Le nostre comunità cristiane, nel post COVID, saranno diverse? Si, perché sono già cambiate. Sono consapevole di aver dato una risposta lapidaria a questa domanda, ma anche di non aver risposto con superficialità. Ho risposto dopo aver riletto con attenzione quanto avvenuto nelle mie comunità e in alcune comunità dove i pastori sono miei confratelli, che mi hanno raccontato quanto avvenuto anche da loro dalla fine del lockdown.

Le comunità cristiane sono cambiate

Certo, non siamo usciti dalla pandemia, le normative che regolano la vita sociale sono molte e decisamente restrittive, la paura ha ancora un ruolo fondamentale nell’orientare le scelte delle persone e il timore del tampone positivo, seppur da asintomatico, con tutto ciò che esso porta con sé per l’infetto e per chi ha avuto contatti con lui, costituisce un deterrente forte per tutti.

Tuttavia, ci sono alcuni dati: penso in particolare ai nostri volontari, dai catechisti ai baristi, a coloro che ricoprono ruoli da consiglieri nelle riunioni ecclesiali e negli impegnati nelle attività pratiche più svariate.

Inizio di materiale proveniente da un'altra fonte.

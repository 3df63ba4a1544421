//! Day of the week as used by the specification grammar.

use std::fmt;

use openhours_core::constants::DAYS_PER_WEEK;

/// Day of the week, indexed from Sunday (0) to Saturday (6).
#[derive(Debug, Clone, Copy, PartialEq, Eq, PartialOrd, Ord, Hash)]
pub enum Weekday {
    Sunday,
    Monday,
    Tuesday,
    Wednesday,
    Thursday,
    Friday,
    Saturday,
}

impl Weekday {
    /// Returns the lowercase two-letter abbreviation.
    #[must_use]
    pub const fn as_str(self) -> &'static str {
        match self {
            Self::Sunday => "su",
            Self::Monday => "mo",
            Self::Tuesday => "tu",
            Self::Wednesday => "we",
            Self::Thursday => "th",
            Self::Friday => "fr",
            Self::Saturday => "sa",
        }
    }

    /// Looks up an exact lowercase two-letter abbreviation.
    #[must_use]
    pub fn from_token(token: &str) -> Option<Self> {
        Self::all().into_iter().find(|day| day.as_str() == token)
    }

    /// Index into the reference week, Sunday being 0.
    #[must_use]
    pub const fn index(self) -> u8 {
        self as u8
    }

    /// Builds a weekday from an index, wrapping modulo seven.
    #[must_use]
    pub const fn from_index(index: u8) -> Self {
        match index % DAYS_PER_WEEK {
            0 => Self::Sunday,
            1 => Self::Monday,
            2 => Self::Tuesday,
            3 => Self::Wednesday,
            4 => Self::Thursday,
            5 => Self::Friday,
            _ => Self::Saturday,
        }
    }

    /// Returns all weekdays in order (Sunday through Saturday).
    #[must_use]
    pub const fn all() -> [Self; 7] {
        [
            Self::Sunday,
            Self::Monday,
            Self::Tuesday,
            Self::Wednesday,
            Self::Thursday,
            Self::Friday,
            Self::Saturday,
        ]
    }
}

impl From<chrono::Weekday> for Weekday {
    fn from(weekday: chrono::Weekday) -> Self {
        match weekday {
            chrono::Weekday::Sun => Self::Sunday,
            chrono::Weekday::Mon => Self::Monday,
            chrono::Weekday::Tue => Self::Tuesday,
            chrono::Weekday::Wed => Self::Wednesday,
            chrono::Weekday::Thu => Self::Thursday,
            chrono::Weekday::Fri => Self::Friday,
            chrono::Weekday::Sat => Self::Saturday,
        }
    }
}

impl fmt::Display for Weekday {
    fn fmt(&self, f: &mut fmt::Formatter<'_>) -> fmt::Result {
        write!(f, "{}", self.as_str())
    }
}
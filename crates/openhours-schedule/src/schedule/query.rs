//! Queries against a built schedule.
//!
//! Every query projects the instant onto the reference week using its civil
//! time in the schedule's timezone and classifies it by the index of the
//! first boundary strictly after it: an odd index means the instant lies
//! inside an open window.
//!
//! Durations returned to the caller are real elapsed time. A naive
//! difference computed in the reference week is corrected by the change in
//! UTC offset between the query instant and the instant it points at, so a
//! DST transition in between shortens or lengthens it accordingly.

use chrono::{DateTime, TimeDelta, TimeZone, Utc};

use super::Schedule;
use crate::model::{WeekInstant, Window};
use crate::timezone::OffsetResolver;

const fn is_open_index(index: usize) -> bool {
    index % 2 == 1
}

impl<R: OffsetResolver> Schedule<R> {
    /// Returns whether `instant` falls inside an open window. Windows are
    /// half-open: open at their start, closed at their end.
    #[must_use]
    pub fn matches<Z: TimeZone>(&self, instant: &DateTime<Z>) -> bool {
        let projected = self.project(&instant.with_timezone(&Utc));
        is_open_index(self.match_index(projected))
    }

    /// ## Summary
    /// Returns whether `instant` is open and how long until that changes.
    ///
    /// When open, the duration runs until the window closes; when closed,
    /// until the next window opens, wrapping into the following week if
    /// needed. The duration is `None` only for an always-closed schedule,
    /// which has no transition to wait for.
    #[must_use]
    pub fn next_duration<Z: TimeZone>(
        &self,
        instant: &DateTime<Z>,
    ) -> (bool, Option<TimeDelta>) {
        let start = instant.with_timezone(&Utc);
        let projected = self.project(&start);
        let index = self.match_index(projected);
        let open = is_open_index(index);

        let Some(&first) = self.boundaries.first() else {
            return (open, None);
        };

        // Past the last boundary the next one is the first of next week.
        let next = self.boundaries.get(index).copied().unwrap_or(first);
        let naive = match self.wrapped_tail().filter(|_| open && next == WeekInstant::week_end()) {
            // Still open on Sunday: the window closes at the end of its tail.
            Some(tail) => tail.close() - projected + WeekInstant::week_length(),
            None => {
                let naive = next - projected;
                if naive <= TimeDelta::zero() {
                    naive + WeekInstant::week_length()
                } else {
                    naive
                }
            }
        };

        let duration = self.corrected(&start, naive);
        tracing::trace!(%projected, %next, open, ?duration, "Next transition");

        (open, Some(duration))
    }

    /// ## Summary
    /// Same as [`Schedule::next_duration`] but returns the instant of the
    /// next transition, in the caller's timezone.
    #[must_use]
    pub fn next_date<Z: TimeZone>(
        &self,
        instant: &DateTime<Z>,
    ) -> (bool, Option<DateTime<Z>>) {
        let (open, duration) = self.next_duration(instant);
        (
            open,
            duration.and_then(|duration| instant.clone().checked_add_signed(duration)),
        )
    }

    /// ## Summary
    /// Finds the earliest instant at or after `instant` from which the
    /// schedule stays open for at least `duration` without interruption.
    ///
    /// Returns `instant` itself when the current window has room left,
    /// otherwise the opening of the first window long enough, looking at
    /// most one week ahead. Returns `None` when no window can hold
    /// `duration`.
    #[must_use]
    pub fn when<Z: TimeZone>(
        &self,
        instant: &DateTime<Z>,
        duration: TimeDelta,
    ) -> Option<DateTime<Z>> {
        let len = self.boundaries.len();
        if len == 0 {
            return None;
        }

        let start = instant.with_timezone(&Utc);
        let projected = self.project(&start);
        let index = self.match_index(projected);

        let tail = self.wrapped_tail();
        let fits = |open: WeekInstant, close: WeekInstant| {
            let reach = match tail.filter(|_| close == WeekInstant::week_end()) {
                Some(tail) => close.offset() + tail.length(),
                None => close.offset(),
            };
            open.offset()
                .checked_add(&duration)
                .is_some_and(|end| end <= reach)
        };

        let first_open = if is_open_index(index) {
            if fits(projected, self.boundaries[index]) {
                return Some(instant.clone());
            }
            index + 1
        } else {
            index
        };

        let candidate = (0..len / 2)
            .map(|step| (first_open + 2 * step) % len)
            .find(|&open| fits(self.boundaries[open], self.boundaries[open + 1]))?;

        // Windows before the query instant belong to next week.
        let mut naive = self.boundaries[candidate] - projected;
        if naive < TimeDelta::zero() {
            naive += WeekInstant::week_length();
        }

        let duration = self.corrected(&start, naive);
        tracing::trace!(
            %projected,
            candidate = %self.boundaries[candidate],
            ?duration,
            "Window found"
        );

        instant.clone().checked_add_signed(duration)
    }

    /// The window opening on Sunday 00:00 when it continues a window that
    /// closes at the end of the week. The two form one open span across the
    /// wrap, so queries reaching the week end carry on into it.
    fn wrapped_tail(&self) -> Option<Window> {
        match self.boundaries.as_slice() {
            [open, close, .., last]
                if *open == WeekInstant::week_start() && *last == WeekInstant::week_end() =>
            {
                Window::new(*open, *close)
            }
            _ => None,
        }
    }

    /// Index of the first boundary strictly after `projected`, or the
    /// number of boundaries when there is none.
    fn match_index(&self, projected: WeekInstant) -> usize {
        self.boundaries
            .partition_point(|boundary| *boundary <= projected)
    }

    /// Civil time of `instant` in the schedule's timezone, on the reference week.
    fn project(&self, instant: &DateTime<Utc>) -> WeekInstant {
        let offset = self.zone.offset_at(instant);
        WeekInstant::project(&instant.with_timezone(&offset).naive_local())
    }

    /// Turns a civil-time difference into elapsed time by removing the UTC
    /// offset change between `start` and `start + naive`.
    fn corrected(&self, start: &DateTime<Utc>, naive: TimeDelta) -> TimeDelta {
        let Some(end) = start.checked_add_signed(naive) else {
            return naive;
        };
        let before = self.zone.offset_at(start).local_minus_utc();
        let after = self.zone.offset_at(&end).local_minus_utc();
        naive - TimeDelta::seconds(i64::from(after - before))
    }
}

Ebbene, diversi hanno fatto un passo indietro, rinunciando al loro incarico nelle comunità.

Le motivazioni sono molte e diverse. C’è chi ha vissuto il dolore del lutto e ne porta i profondi segni nel cuore, c’è chi ha sperimentato nel suo corpo la malattia da COVID-19 e ne porta le conseguenze, qualcuno nella salute fisica, altri nella mancanza di serenità mentale. Con loro ci sono quelle persone, le più numerose secondo quanto ho potuto sperimentare, che, abbastanza avanti negli anni, dopo aver rinnovato annualmente la loro disponibilità, ad esempio nella catechesi, per motivi di coscienza, ossia perché avevano percepito che in caso di loro ritiro non ci sarebbero stati sostituti, questa volta hanno deciso di dire basta.

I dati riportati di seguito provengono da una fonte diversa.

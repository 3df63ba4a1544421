//! Command-line front end: reports the state of the configured schedule.

pub mod error;
pub mod report;
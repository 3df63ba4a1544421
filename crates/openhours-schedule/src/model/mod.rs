//! Value types for the reference week.
//!
//! Only the weekday and the time of day of an instant matter to a schedule,
//! so boundaries live in a single abstract week starting Sunday 00:00.

mod time_of_day;
mod week_instant;
mod weekday;

pub use time_of_day::TimeOfDay;
pub use week_instant::{WeekInstant, Window};
pub use weekday::Weekday;
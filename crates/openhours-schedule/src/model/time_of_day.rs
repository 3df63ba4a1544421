use std::fmt;

use chrono::TimeDelta;

/// Offset into a day, from `00:00:00` up to and including `24:00:00`.
///
/// `24:00` is the end-of-day sentinel and is the only value with hour 24.
#[derive(Debug, Clone, Copy, Default, PartialEq, Eq, PartialOrd, Ord, Hash)]
pub struct TimeOfDay {
    hour: u8,
    minute: u8,
    second: u8,
}

impl TimeOfDay {
    pub const MIDNIGHT: Self = Self {
        hour: 0,
        minute: 0,
        second: 0,
    };

    pub const END_OF_DAY: Self = Self {
        hour: 24,
        minute: 0,
        second: 0,
    };

    /// Creates a time of day, or `None` when a field is out of range.
    #[must_use]
    pub fn new(hour: u8, minute: u8, second: u8) -> Option<Self> {
        let in_range = match hour {
            0..=23 => minute <= 59 && second <= 59,
            24 => minute == 0 && second == 0,
            _ => false,
        };
        in_range.then_some(Self {
            hour,
            minute,
            second,
        })
    }

    /// Elapsed time since the start of the day.
    #[must_use]
    pub fn as_delta(self) -> TimeDelta {
        TimeDelta::hours(i64::from(self.hour))
            + TimeDelta::minutes(i64::from(self.minute))
            + TimeDelta::seconds(i64::from(self.second))
    }
}

impl fmt::Display for TimeOfDay {
    fn fmt(&self, f: &mut fmt::Formatter<'_>) -> fmt::Result {
        write!(f, "{:02}:{:02}", self.hour, self.minute)?;
        if self.second != 0 {
            write!(f, ":{:02}", self.second)?;
        }
        Ok(())
    }
}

La parte “molle” della Chiesa ha abbandonato

Tuttavia, e qui si colloca il dato interessante che un po’ mi fa pensare in vista del futuro, ci sono anche persone giovani, almeno in apparenza non particolarmente segnate da problemi legati a quanto recentemente vissuto dalla nostra società, che si sono allontanate, quasi come questa situazione avesse costituito una sorta di “palla al balzo” da prendere per fuggire. Personalmente, mi sento di propendere ora per quelle tesi che affermavano, già nel tempo più duro della pandemia, che la “parte molle” della Chiesa non avrebbe retto all’urto di questa esperienza.

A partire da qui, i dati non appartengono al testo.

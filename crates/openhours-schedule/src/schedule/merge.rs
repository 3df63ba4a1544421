use crate::model::{WeekInstant, Window};

/// ## Summary
/// Canonicalizes a list of windows into the minimal boundary sequence.
///
/// Windows are ordered by open then close boundary, and each window is
/// unioned into the previous one when the two overlap or touch. The result
/// is strictly ascending, alternates open/close, and has a closed gap
/// between consecutive windows. Merging an already canonical sequence
/// returns it unchanged.
#[must_use]
pub fn merge(mut windows: Vec<Window>) -> Vec<WeekInstant> {
    let input = windows.len();
    windows.sort_unstable();

    let mut merged: Vec<Window> = Vec::with_capacity(windows.len());
    for window in windows {
        let absorbed = merged
            .last_mut()
            .is_some_and(|last| last.absorb(window));
        if !absorbed {
            merged.push(window);
        }
    }

    tracing::trace!(input, output = merged.len(), "Merged windows");

    merged
        .into_iter()
        .flat_map(|window| [window.open(), window.close()])
        .collect()
}
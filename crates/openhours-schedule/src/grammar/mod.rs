//! Opening-hours specification grammar.
//!
//! ```text
//! spec        := rule (";" rule)* [";"]
//! rule        := dayfield WS timefield
//! dayfield    := dayitem ("," dayitem)*
//! dayitem     := DAY | DAY "-" DAY
//! timefield   := timerange ("," timerange)*
//! timerange   := TIME "-" TIME
//! TIME        := HH ":" MM [":" SS]
//! ```
//!
//! The grammar is error tolerant. Decoders report problems as values and the
//! expanders decide what to do with them: day items that do not decode are
//! dropped, time tokens that do not decode become midnight. Everything that
//! was dropped or zeroed is recorded in a [`Diagnostics`] sink.

mod error;
mod expand;
mod normalize;
mod values;


pub use error::{Diagnostics, ParseError, ParseErrorKind, ParseResult};
pub use expand::{TimeRange, expand_days, expand_time_field, expand_time_range};
pub use normalize::normalize;
pub use values::{decode_time_of_day, decode_weekday};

Con “parte molle”, espressione che spero non risulti offensiva per alcuno, si indicavano tutte quelle persone presenti nelle nostre comunità più per abitudine che per convinzione, le quali forse non hanno mai avuto il coraggio di decidere di prendere le distanze dalla comunità cristiana o anche solo dagli impegni in essa assunti, ma che l’esperienza della pandemia ha spinto semplicemente a non ripresentarsi alla ripresa della vita delle comunità, soprattutto ora che si sta cercando, con fatica, di tornare a camminare insieme. Questo dato, lungi dal volersi configurare come un giudizio su qualcuno, suggerisce invece, dal mio punto di vista, il criterio fondamentale per la “ripartenza”.

Se la “ripartenza” sarà vissuta come un puro e semplice tentativo di ripristino della situazione “pre-COVID”, a mio parere si pongono le basi per un fallimento quasi certo:

la pandemia e l’esperienza che ne è scaturita per la nostra società, e quindi anche per la Chiesa che in essa è radicata, hanno costituito una sorta di acceleratore di dinamiche che, senza COVID, avremmo visto svilupparsi entro qualche anno e che invece si sono verificate, insieme, già ora. Per questo la “ripartenza” non potrà evitare le questioni di senso, che conducano a confronto sulla fede, sul Vangelo, sull’essere comunità, sul “fare Oratorio” oggi e tanto altro. Non si tratta di

tornare a riempire agende, ma di dare senso, aiutando chi ha il cuore lacerato o affaticato a sentirsi a casa nella sua comunità, rileggendo insieme quanto tutti abbiamo vissuto, non ripartendo come se nulla fosse accaduto e come se le mascherine e gli igienizzanti fossero soltanto una sorta di nuova moda del momento.

Ci sarà da ricostruire la comunità, ci sarà da far fatica. Dovremo farlo insieme, in fraternità, innanzitutto attorno all’altare dove si rende presente Colui che dà senso a tutto.